**Task requirements**
An answer that reproduces all the entries exactly is what is needed.

------

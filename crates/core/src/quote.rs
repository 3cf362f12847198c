//! Quote records consumed by the reminder engine.
//!
//! Quotes are owned by the surrounding sales application; the engine only
//! reads them. Only `sent` quotes with a `date_sent` drive automatic
//! reminder generation.

use serde::{Deserialize, Serialize};

use crate::error::CoreError;
use crate::types::{Date, DbId};

// ---------------------------------------------------------------------------
// Status constants
// ---------------------------------------------------------------------------

pub const QUOTE_STATUS_DRAFT: &str = "draft";
pub const QUOTE_STATUS_SENT: &str = "sent";
pub const QUOTE_STATUS_ACCEPTED: &str = "accepted";
pub const QUOTE_STATUS_REJECTED: &str = "rejected";
pub const QUOTE_STATUS_EXPIRED: &str = "expired";

/// All valid quote statuses.
pub const VALID_QUOTE_STATUSES: &[&str] = &[
    QUOTE_STATUS_DRAFT,
    QUOTE_STATUS_SENT,
    QUOTE_STATUS_ACCEPTED,
    QUOTE_STATUS_REJECTED,
    QUOTE_STATUS_EXPIRED,
];

/// Sales-cycle state of a quote.
#[derive(Debug, Clone, Copy, PartialEq, Eq, Hash, Serialize, Deserialize)]
#[serde(rename_all = "snake_case")]
pub enum QuoteStatus {
    Draft,
    Sent,
    Accepted,
    Rejected,
    Expired,
}

impl QuoteStatus {
    pub fn as_str(&self) -> &'static str {
        match self {
            Self::Draft => QUOTE_STATUS_DRAFT,
            Self::Sent => QUOTE_STATUS_SENT,
            Self::Accepted => QUOTE_STATUS_ACCEPTED,
            Self::Rejected => QUOTE_STATUS_REJECTED,
            Self::Expired => QUOTE_STATUS_EXPIRED,
        }
    }

    /// Parse from a string, returning an error for unknown statuses.
    pub fn from_str(s: &str) -> Result<Self, CoreError> {
        match s {
            QUOTE_STATUS_DRAFT => Ok(Self::Draft),
            QUOTE_STATUS_SENT => Ok(Self::Sent),
            QUOTE_STATUS_ACCEPTED => Ok(Self::Accepted),
            QUOTE_STATUS_REJECTED => Ok(Self::Rejected),
            QUOTE_STATUS_EXPIRED => Ok(Self::Expired),
            other => Err(CoreError::Validation(format!(
                "Unknown quote status: '{other}'. Valid statuses: {}",
                VALID_QUOTE_STATUSES.join(", ")
            ))),
        }
    }
}

/// A priced proposal sent to a customer.
#[derive(Debug, Clone, PartialEq, Serialize, Deserialize)]
pub struct Quote {
    pub id: DbId,
    pub customer_id: DbId,
    pub customer_name: String,
    pub value: f64,
    pub status: QuoteStatus,
    pub date_created: Date,
    #[serde(default)]
    pub date_sent: Option<Date>,
    #[serde(default)]
    pub expiration_date: Option<Date>,
    /// Number of follow-up contacts that have actually happened.
    #[serde(default)]
    pub follow_up_count: u32,
    #[serde(default)]
    pub last_follow_up: Option<Date>,
}

impl Quote {
    /// Whether this quote is still in the part of the sales cycle that
    /// generates automatic reminders.
    pub fn is_awaiting_response(&self) -> bool {
        self.status == QuoteStatus::Sent
    }
}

------

**Response to this exercise**
filename crates/core/src/quote.rs
repository 3cf362f12847198c
//! Quote records consumed by the reminder engine.
//!
//! Quotes are owned by the surrounding sales application; the engine only
//! reads them. Only `sent` quotes with a `date_sent` drive automatic
//! reminder generation.

use serde::{Deserialize, Serialize};

use crate::error::CoreError;
use crate::types::{Date, DbId};

// ---------------------------------------------------------------------------
// Status constants
// ---------------------------------------------------------------------------

pub const QUOTE_STATUS_DRAFT: &str = "draft";
pub const QUOTE_STATUS_SENT: &str = "sent";
pub const QUOTE_STATUS_ACCEPTED: &str = "accepted";
pub const QUOTE_STATUS_REJECTED: &str = "rejected";
pub const QUOTE_STATUS_EXPIRED: &str = "expired";

/// All valid quote statuses.
pub const VALID_QUOTE_STATUSES: &[&str] = &[
    QUOTE_STATUS_DRAFT,
    QUOTE_STATUS_SENT,
    QUOTE_STATUS_ACCEPTED,
    QUOTE_STATUS_REJECTED,
    QUOTE_STATUS_EXPIRED,
];

/// Sales-cycle state of a quote.
#[derive(Debug, Clone, Copy, PartialEq, Eq, Hash, Serialize, Deserialize)]
#[serde(rename_all = "snake_case")]
pub enum QuoteStatus {
    Draft,
    Sent,
    Accepted,
    Rejected,
    Expired,
}

impl QuoteStatus {
    pub fn as_str(&self) -> &'static str {
        match self {
            Self::Draft => QUOTE_STATUS_DRAFT,
            Self::Sent => QUOTE_STATUS_SENT,
            Self::Accepted => QUOTE_STATUS_ACCEPTED,
            Self::Rejected => QUOTE_STATUS_REJECTED,
            Self::Expired => QUOTE_STATUS_EXPIRED,
        }
    }

    /// Parse from a string, returning an error for unknown statuses.
    pub fn from_str(s: &str) -> Result<Self, CoreError> {
        match s {
            QUOTE_STATUS_DRAFT => Ok(Self::Draft),
            QUOTE_STATUS_SENT => Ok(Self::Sent),
            QUOTE_STATUS_ACCEPTED => Ok(Self::Accepted),
            QUOTE_STATUS_REJECTED => Ok(Self::Rejected),
            QUOTE_STATUS_EXPIRED => Ok(Self::Expired),
            other => Err(CoreError::Validation(format!(
                "Unknown quote status: '{other}'. Valid statuses: {}",
                VALID_QUOTE_STATUSES.join(", ")
            ))),
        }
    }
}

/// A priced proposal sent to a customer.
#[derive(Debug, Clone, PartialEq, Serialize, Deserialize)]
pub struct Quote {
    pub id: DbId,
    pub customer_id: DbId,
    pub customer_name: String,
    pub value: f64,
    pub status: QuoteStatus,
    pub date_created: Date,
    #[serde(default)]
    pub date_sent: Option<Date>,
    #[serde(default)]
    pub expiration_date: Option<Date>,
    /// Number of follow-up contacts that have actually happened.
    #[serde(default)]
    pub follow_up_count: u32,
    #[serde(default)]
    pub last_follow_up: Option<Date>,
}

impl Quote {
    /// Whether this quote is still in the part of the sales cycle that
    /// generates automatic reminders.
    pub fn is_awaiting_response(&self) -> bool {
        self.status == QuoteStatus::Sent
    }
}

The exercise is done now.